- Born: St. Stephen, New Brunswick
- Education: Dalhousie University (BA, BSc), University of California, Los Angeles (PhD)
- Known for: Climate Change and Environmental Earth Sciences
- Scientific career
- Fields: Micropaleontology, Paleoclimatology, Paleolimnology, Paleoceanography, Environmental Earth Sciences
- Workplaces: University of Southern California, Carleton University
- Thesis: (1986)
- Doctoral advisor: Helen Niña Tappan Loeblich
- Other academic advisors: David B. Scott, Franco S. Medioli, Alfred R. Loeblich Jr, Charlotte A. Brunner
- Website: carleton.ca/timpatterson/

= Tim Patterson =

Canadian geologist

R. Timothy Patterson is a Canadian professor of geology, chairman of the Department of Earth Sciences at Carleton University, Ottawa, Ontario, Canada, and a researcher with specialization in paleolimnology, paleoceanography, and paleoclimatology. He founded and is co-director of the Carleton Climate and Environmental Research Group (CCERG) He has previously served as director of the Ottawa-Carleton Geoscience Centre and as senior visiting fellow in the School of Geography, Queen's University of Belfast, Northern Ireland.

==Research==
Patterson is also an international lecturer and media commentator, primarily contributing to increasing public awareness of environmental issues. He co-founded and served as executive editor (1997–2000) of Palaeontologia Electronica (PE). Palaeontologia Electronica covers all aspects of palaeontology, and is the world's longest-running open-access, peer-reviewed electronic journal. He also previously served as associate editor for the Journal of Foraminiferal Research (1995–2008), and the journal Micropaleontology (1990–1997).
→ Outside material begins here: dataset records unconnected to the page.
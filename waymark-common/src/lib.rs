//! Shared types for the waymark routing engine.
//!
//! Lives in its own crate so the offline pipeline, the query engine and any
//! future tooling agree on one error taxonomy without pulling in the engine.

pub mod error;

pub use error::{EngineError, Result, Status};
//! Core identifier and weight types shared across the pipeline and router.

/// OSM node identifier as found in the input file.
pub type OsmNodeId = i64;
/// OSM way identifier as found in the input file.
pub type OsmWayId = i64;

/// Internal node-based node id, dense 0..n after extraction.
pub type NodeId = u32;
/// Edge id, meaning depends on the graph it indexes into.
pub type EdgeId = u32;
/// Index into the name table (one block of four strings per id).
pub type NameId = u32;
/// Index into the turn lane description table.
pub type LaneDescriptionId = u32;
/// Connected-component id over edge-based nodes.
pub type ComponentId = u32;
/// Index into a packed geometry table.
pub type GeometryId = u32;

/// Signed edge weight in deciseconds. Signed so that phantom offsets can be
/// seeded negatively; `INVALID_EDGE_WEIGHT` is the unreachable sentinel.
pub type EdgeWeight = i32;

pub const INVALID_NODE_ID: NodeId = u32::MAX;
pub const INVALID_EDGE_ID: EdgeId = u32::MAX;
pub const INVALID_NAME_ID: NameId = u32::MAX;
pub const EMPTY_NAME_ID: NameId = 0;
pub const INVALID_LANE_DESCRIPTION_ID: LaneDescriptionId = u32::MAX;
pub const INVALID_COMPONENT_ID: ComponentId = u32::MAX;
pub const INVALID_GEOMETRY_ID: GeometryId = u32::MAX;
pub const INVALID_EDGE_WEIGHT: EdgeWeight = i32::MAX;

/// Travel mode carried on every directed edge.
#[repr(u8)]
#[derive(Debug, Clone, Copy, PartialEq, Eq, Hash, serde::Serialize)]
pub enum TravelMode {
    Inaccessible = 0,
    Driving = 1,
    Cycling = 2,
    Walking = 3,
    Ferry = 4,
    Train = 5,
}

impl TravelMode {
    pub fn from_u8(v: u8) -> TravelMode {
        match v {
            1 => TravelMode::Driving,
            2 => TravelMode::Cycling,
            3 => TravelMode::Walking,
            4 => TravelMode::Ferry,
            5 => TravelMode::Train,
            _ => TravelMode::Inaccessible,
        }
    }

    pub fn name(self) -> &'static str {
        match self {
            TravelMode::Inaccessible => "inaccessible",
            TravelMode::Driving => "driving",
            TravelMode::Cycling => "cycling",
            TravelMode::Walking => "walking",
            TravelMode::Ferry => "ferry",
            TravelMode::Train => "train",
        }
    }
}

/// A directed segment reference with an enabled bit, as stored on snapping
/// candidates. A disabled side means the segment cannot be entered in that
/// direction (oneway, bearing filter, mode).
#[derive(Debug, Clone, Copy, PartialEq, Eq)]
pub struct SegmentId {
    pub id: NodeId,
    pub enabled: bool,
}

impl SegmentId {
    pub const INVALID: SegmentId = SegmentId {
        id: INVALID_NODE_ID,
        enabled: false,
    };
}

/// Functional road class, ordered so that a smaller discriminant means a more
/// important road. Used by the obvious-turn and fork detection.
#[repr(u8)]
#[derive(Debug, Clone, Copy, PartialEq, Eq, PartialOrd, Ord, Hash)]
pub enum RoadPriority {
    Motorway = 0,
    Trunk = 2,
    Primary = 4,
    Secondary = 6,
    Tertiary = 8,
    MainResidential = 10,
    SideResidential = 11,
    Link = 12,
    Service = 14,
    Ferry = 16,
    Path = 18,
    Unknown = 31,
}

/// Road classification attached to every node-based edge by the profile.
#[derive(Debug, Clone, Copy, PartialEq, Eq, Hash)]
pub struct RoadClassification {
    pub priority: RoadPriority,
    pub link: bool,
    pub motorway: bool,
    pub ramp: bool,
}

impl Default for RoadClassification {
    fn default() -> Self {
        Self {
            priority: RoadPriority::Unknown,
            link: false,
            motorway: false,
            ramp: false,
        }
    }
}

impl RoadClassification {
    /// True when `self` clearly outranks `other` in the road hierarchy.
    pub fn outranks(&self, other: &RoadClassification) -> bool {
        (self.priority as u8) + 2 < (other.priority as u8)
    }

    pub fn is_low_priority(&self) -> bool {
        matches!(self.priority, RoadPriority::Service | RoadPriority::Path)
    }
}

#[cfg(test)]
mod tests {
    use super::*;

    #[test]
    fn test_travel_mode_round_trip() {
        for v in 0..=6u8 {
            let mode = TravelMode::from_u8(v);
            if v >= 1 && v <= 5 {
                assert_eq!(mode as u8, v);
            } else {
                assert_eq!(mode, TravelMode::Inaccessible);
            }
        }
    }

    #[test]
    fn test_priority_ordering() {
        assert!(RoadPriority::Motorway < RoadPriority::Primary);
        let motorway = RoadClassification {
            priority: RoadPriority::Motorway,
            link: false,
            motorway: true,
            ramp: false,
        };
        let residential = RoadClassification {
            priority: RoadPriority::MainResidential,
            ..Default::default()
        };
        assert!(motorway.outranks(&residential));
        assert!(!residential.outranks(&motorway));
    }
}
Patterson works on a wide array of research subjects, most of which are based on analysis of marine and lake sediments to reconstruct past environments. He uses many techniques to understand the history of marine and lake environments from the perspective of: 1) the influence of climate variability on aquatic ecosystem services (AES); 2) the impact of degradation resulting from human activities on AES, and 3) the degree to which remediation and mitigation efforts are successful in improving AES. He has developed technologies that permit extraction of very high-resolution paleoenvironmental records, and uses time series analysis techniques to recognize trends and cycles in the climate record. Other research focuses on assessing the impact of nutrient loading and road salt contamination on lake environments.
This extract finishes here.